Dataset content below:
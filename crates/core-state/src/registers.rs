//! Register store.
//!
//! A multi-caret operation produces exactly one register write. Callers open a
//! `PendingWrite`, hand it every (caret, range) pair through `store`, then `commit`
//! once. Per-caret `store` failures leave the other segments in place; nothing reaches
//! the register table until `commit`.
//!
//! Names:
//! - `"` unnamed; every commit is mirrored here.
//! - `0` yank register; receives unnamed yanks.
//! - `a`-`z` named; `A`-`Z` append to the lowercase slot.
//! - `1`-`9` plain writable slots.
//! - `_` black hole; accepts stores, commits nothing.
//! - `.`, `:`, `%`, `#` are read-only.

use std::collections::HashMap;

use core_text::TextHost;
use serde::Serialize;
use thiserror::Error;
use tracing::{debug, trace};

use crate::{SelectionType, TextRange};

pub const UNNAMED: char = '"';
pub const YANK: char = '0';
pub const BLACK_HOLE: char = '_';

#[derive(Debug, Error, Clone, PartialEq, Eq)]
pub enum RegisterError {
    #[error("invalid register name {0:?}")]
    Invalid(char),
    #[error("register {0:?} is read-only")]
    ReadOnly(char),
    #[error("range {start}..{end} exceeds buffer length {len}")]
    OutOfBounds { start: usize, end: usize, len: usize },
}

/// Captured text plus the selection type it was captured with.
///
/// `segments` hold one extracted span each, in caret order (or line order for a
/// block range). `text()` is their concatenation.
#[derive(Debug, Clone, PartialEq, Eq, Serialize)]
pub struct Register {
    name: char,
    selection_type: SelectionType,
    segments: Vec<String>,
}

impl Register {
    pub fn new(name: char, selection_type: SelectionType, segments: Vec<String>) -> Self {
        Self {
            name,
            selection_type,
            segments,
        }
    }

    pub fn name(&self) -> char {
        self.name
    }

    pub fn selection_type(&self) -> SelectionType {
        self.selection_type
    }

    pub fn segments(&self) -> &[String] {
        &self.segments
    }

    pub fn text(&self) -> String {
        self.segments.concat()
    }

    fn renamed(&self, name: char) -> Register {
        Register {
            name,
            ..self.clone()
        }
    }

    fn append(&mut self, incoming: Register) {
        let merged = self.selection_type.merged_with(incoming.selection_type);
        if merged.is_linewise()
            && let Some(last) = self.segments.last_mut()
            && !last.ends_with('\n')
        {
            last.push('\n');
        }
        self.segments.extend(incoming.segments);
        self.selection_type = merged;
    }
}

#[derive(Debug, Default, Clone, Copy, PartialEq, Eq)]
pub struct RegisterMetricsSnapshot {
    pub register_writes: u64,
    pub appends: u64,
    pub segments_stored: u64,
    pub store_failures: u64,
}

#[derive(Debug, Default, Clone)]
struct RegisterMetrics {
    register_writes: u64,
    appends: u64,
    segments_stored: u64,
    store_failures: u64,
}

impl RegisterMetrics {
    fn snapshot(&self) -> RegisterMetricsSnapshot {
        RegisterMetricsSnapshot {
            register_writes: self.register_writes,
            appends: self.appends,
            segments_stored: self.segments_stored,
            store_failures: self.store_failures,
        }
    }
}

fn validate(name: char) -> Result<(), RegisterError> {
    match name {
        UNNAMED | BLACK_HOLE | '0'..='9' | 'a'..='z' | 'A'..='Z' => Ok(()),
        '.' | ':' | '%' | '#' => Err(RegisterError::ReadOnly(name)),
        other => Err(RegisterError::Invalid(other)),
    }
}

#[derive(Debug, Clone)]
pub struct RegisterStore {
    slots: HashMap<char, Register>,
    default: char,
    pending: Option<char>,
    last: Option<char>,
    metrics: RegisterMetrics,
}

impl Default for RegisterStore {
    fn default() -> Self {
        Self::new()
    }
}

impl RegisterStore {
    pub fn new() -> Self {
        Self {
            slots: HashMap::new(),
            default: UNNAMED,
            pending: None,
            last: None,
            metrics: RegisterMetrics::default(),
        }
    }

    /// Store whose commits go to `default` when no register was selected.
    pub fn with_default(default: char) -> Result<Self, RegisterError> {
        validate(default)?;
        Ok(Self {
            default,
            ..Self::new()
        })
    }

    /// Select the target of the next commit only (Vim's `"x` prefix).
    pub fn select(&mut self, name: char) -> Result<(), RegisterError> {
        validate(name)?;
        self.pending = Some(name);
        Ok(())
    }

    pub fn pending(&self) -> Option<char> {
        self.pending
    }

    /// Look up a register; uppercase names read their lowercase slot.
    pub fn get(&self, name: char) -> Option<&Register> {
        self.slots.get(&name.to_ascii_lowercase())
    }

    /// Most recently written register.
    pub fn last_register(&self) -> Option<&Register> {
        self.last.and_then(|name| self.slots.get(&name))
    }

    pub fn metrics(&self) -> RegisterMetricsSnapshot {
        self.metrics.snapshot()
    }

    /// Open the single write for one logical operation, consuming the selected register.
    pub fn begin_write(&mut self, selection_type: SelectionType) -> PendingWrite<'_> {
        let target = self.pending.take().unwrap_or(self.default);
        PendingWrite {
            store: self,
            target,
            selection_type,
            segments: Vec::new(),
            stored: 0,
        }
    }

    fn commit_entry(&mut self, target: char, entry: Register) {
        let slot = target.to_ascii_lowercase();
        let append = target.is_ascii_uppercase();
        if append && let Some(existing) = self.slots.get_mut(&slot) {
            existing.append(entry);
            self.metrics.appends += 1;
        } else {
            self.slots.insert(slot, entry.renamed(slot));
        }
        let written = self.slots[&slot].clone();
        if slot != UNNAMED {
            self.slots.insert(UNNAMED, written.renamed(UNNAMED));
        } else {
            self.slots.insert(YANK, written.renamed(YANK));
        }
        self.last = Some(slot);
        self.metrics.register_writes += 1;
        debug!(
            target: "state.registers",
            register = %slot,
            append,
            selection_type = ?written.selection_type,
            segments = written.segments.len(),
            "register_commit"
        );
    }
}

/// An open register write for one logical multi-caret operation.
pub struct PendingWrite<'store> {
    store: &'store mut RegisterStore,
    target: char,
    selection_type: SelectionType,
    segments: Vec<String>,
    stored: usize,
}

impl PendingWrite<'_> {
    pub fn target(&self) -> char {
        self.target
    }

    /// Extract the text bounded by `range` (one segment per span, normalized) into the
    /// pending entry. Fails without adding anything if any span leaves the buffer.
    pub fn store<T: TextHost + ?Sized>(
        &mut self,
        text: &T,
        range: &TextRange,
    ) -> Result<(), RegisterError> {
        let len = text.len();
        let normalized = range.normalize();
        if let Some(&(start, end)) = normalized.spans().iter().find(|&&(_, end)| end > len) {
            self.store.metrics.store_failures += 1;
            return Err(RegisterError::OutOfBounds { start, end, len });
        }
        for &(start, end) in normalized.spans() {
            self.segments.push(text.slice(start, end));
        }
        self.stored += 1;
        self.store.metrics.segments_stored += normalized.span_count() as u64;
        trace!(
            target: "state.registers",
            register = %self.target,
            spans = normalized.span_count(),
            "segment_stored"
        );
        Ok(())
    }

    /// Perform the register write. Returns false when nothing was stored or the target
    /// is the black hole register.
    pub fn commit(self) -> bool {
        if self.stored == 0 || self.target == BLACK_HOLE {
            return false;
        }
        let entry = Register::new(self.target, self.selection_type, self.segments);
        self.store.commit_entry(self.target, entry);
        true
    }
}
End of Dataset content.
What to produce: The response should consist of the entries above, retyped exactly.

Expected answer:
filename crates/core-state/src/registers.rs
//! Register store.
//!
//! A multi-caret operation produces exactly one register write. Callers open a
//! `PendingWrite`, hand it every (caret, range) pair through `store`, then `commit`
//! once. Per-caret `store` failures leave the other segments in place; nothing reaches
//! the register table until `commit`.
//!
//! Names:
//! - `"` unnamed; every commit is mirrored here.
//! - `0` yank register; receives unnamed yanks.
//! - `a`-`z` named; `A`-`Z` append to the lowercase slot.
//! - `1`-`9` plain writable slots.
//! - `_` black hole; accepts stores, commits nothing.
//! - `.`, `:`, `%`, `#` are read-only.

use std::collections::HashMap;

use core_text::TextHost;
use serde::Serialize;
use thiserror::Error;
use tracing::{debug, trace};

use crate::{SelectionType, TextRange};

pub const UNNAMED: char = '"';
pub const YANK: char = '0';
pub const BLACK_HOLE: char = '_';

#[derive(Debug, Error, Clone, PartialEq, Eq)]
pub enum RegisterError {
    #[error("invalid register name {0:?}")]
    Invalid(char),
    #[error("register {0:?} is read-only")]
    ReadOnly(char),
    #[error("range {start}..{end} exceeds buffer length {len}")]
    OutOfBounds { start: usize, end: usize, len: usize },
}

/// Captured text plus the selection type it was captured with.
///
/// `segments` hold one extracted span each, in caret order (or line order for a
/// block range). `text()` is their concatenation.
#[derive(Debug, Clone, PartialEq, Eq, Serialize)]
pub struct Register {
    name: char,
    selection_type: SelectionType,
    segments: Vec<String>,
}

impl Register {
    pub fn new(name: char, selection_type: SelectionType, segments: Vec<String>) -> Self {
        Self {
            name,
            selection_type,
            segments,
        }
    }

    pub fn name(&self) -> char {
        self.name
    }

    pub fn selection_type(&self) -> SelectionType {
        self.selection_type
    }

    pub fn segments(&self) -> &[String] {
        &self.segments
    }

    pub fn text(&self) -> String {
        self.segments.concat()
    }

    fn renamed(&self, name: char) -> Register {
        Register {
            name,
            ..self.clone()
        }
    }

    fn append(&mut self, incoming: Register) {
        let merged = self.selection_type.merged_with(incoming.selection_type);
        if merged.is_linewise()
            && let Some(last) = self.segments.last_mut()
            && !last.ends_with('\n')
        {
            last.push('\n');
        }
        self.segments.extend(incoming.segments);
        self.selection_type = merged;
    }
}

#[derive(Debug, Default, Clone, Copy, PartialEq, Eq)]
pub struct RegisterMetricsSnapshot {
    pub register_writes: u64,
    pub appends: u64,
    pub segments_stored: u64,
    pub store_failures: u64,
}

#[derive(Debug, Default, Clone)]
struct RegisterMetrics {
    register_writes: u64,
    appends: u64,
    segments_stored: u64,
    store_failures: u64,
}

impl RegisterMetrics {
    fn snapshot(&self) -> RegisterMetricsSnapshot {
        RegisterMetricsSnapshot {
            register_writes: self.register_writes,
            appends: self.appends,
            segments_stored: self.segments_stored,
            store_failures: self.store_failures,
        }
    }
}

fn validate(name: char) -> Result<(), RegisterError> {
    match name {
        UNNAMED | BLACK_HOLE | '0'..='9' | 'a'..='z' | 'A'..='Z' => Ok(()),
        '.' | ':' | '%' | '#' => Err(RegisterError::ReadOnly(name)),
        other => Err(RegisterError::Invalid(other)),
    }
}

#[derive(Debug, Clone)]
pub struct RegisterStore {
    slots: HashMap<char, Register>,
    default: char,
    pending: Option<char>,
    last: Option<char>,
    metrics: RegisterMetrics,
}

impl Default for RegisterStore {
    fn default() -> Self {
        Self::new()
    }
}

impl RegisterStore {
    pub fn new() -> Self {
        Self {
            slots: HashMap::new(),
            default: UNNAMED,
            pending: None,
            last: None,
            metrics: RegisterMetrics::default(),
        }
    }

    /// Store whose commits go to `default` when no register was selected.
    pub fn with_default(default: char) -> Result<Self, RegisterError> {
        validate(default)?;
        Ok(Self {
            default,
            ..Self::new()
        })
    }

    /// Select the target of the next commit only (Vim's `"x` prefix).
    pub fn select(&mut self, name: char) -> Result<(), RegisterError> {
        validate(name)?;
        self.pending = Some(name);
        Ok(())
    }

    pub fn pending(&self) -> Option<char> {
        self.pending
    }

    /// Look up a register; uppercase names read their lowercase slot.
    pub fn get(&self, name: char) -> Option<&Register> {
        self.slots.get(&name.to_ascii_lowercase())
    }

    /// Most recently written register.
    pub fn last_register(&self) -> Option<&Register> {
        self.last.and_then(|name| self.slots.get(&name))
    }

    pub fn metrics(&self) -> RegisterMetricsSnapshot {
        self.metrics.snapshot()
    }

    /// Open the single write for one logical operation, consuming the selected register.
    pub fn begin_write(&mut self, selection_type: SelectionType) -> PendingWrite<'_> {
        let target = self.pending.take().unwrap_or(self.default);
        PendingWrite {
            store: self,
            target,
            selection_type,
            segments: Vec::new(),
            stored: 0,
        }
    }

    fn commit_entry(&mut self, target: char, entry: Register) {
        let slot = target.to_ascii_lowercase();
        let append = target.is_ascii_uppercase();
        if append && let Some(existing) = self.slots.get_mut(&slot) {
            existing.append(entry);
            self.metrics.appends += 1;
        } else {
            self.slots.insert(slot, entry.renamed(slot));
        }
        let written = self.slots[&slot].clone();
        if slot != UNNAMED {
            self.slots.insert(UNNAMED, written.renamed(UNNAMED));
        } else {
            self.slots.insert(YANK, written.renamed(YANK));
        }
        self.last = Some(slot);
        self.metrics.register_writes += 1;
        debug!(
            target: "state.registers",
            register = %slot,
            append,
            selection_type = ?written.selection_type,
            segments = written.segments.len(),
            "register_commit"
        );
    }
}

/// An open register write for one logical multi-caret operation.
pub struct PendingWrite<'store> {
    store: &'store mut RegisterStore,
    target: char,
    selection_type: SelectionType,
    segments: Vec<String>,
    stored: usize,
}

impl PendingWrite<'_> {
    pub fn target(&self) -> char {
        self.target
    }

    /// Extract the text bounded by `range` (one segment per span, normalized) into the
    /// pending entry. Fails without adding anything if any span leaves the buffer.
    pub fn store<T: TextHost + ?Sized>(
        &mut self,
        text: &T,
        range: &TextRange,
    ) -> Result<(), RegisterError> {
        let len = text.len();
        let normalized = range.normalize();
        if let Some(&(start, end)) = normalized.spans().iter().find(|&&(_, end)| end > len) {
            self.store.metrics.store_failures += 1;
            return Err(RegisterError::OutOfBounds { start, end, len });
        }
        for &(start, end) in normalized.spans() {
            self.segments.push(text.slice(start, end));
        }
        self.stored += 1;
        self.store.metrics.segments_stored += normalized.span_count() as u64;
        trace!(
            target: "state.registers",
            register = %self.target,
            spans = normalized.span_count(),
            "segment_stored"
        );
        Ok(())
    }

    /// Perform the register write. Returns false when nothing was stored or the target
    /// is the black hole register.
    pub fn commit(self) -> bool {
        if self.stored == 0 || self.target == BLACK_HOLE {
            return false;
        }
        let entry = Register::new(self.target, self.selection_type, self.segments);
        self.store.commit_entry(self.target, entry);
        true
    }
}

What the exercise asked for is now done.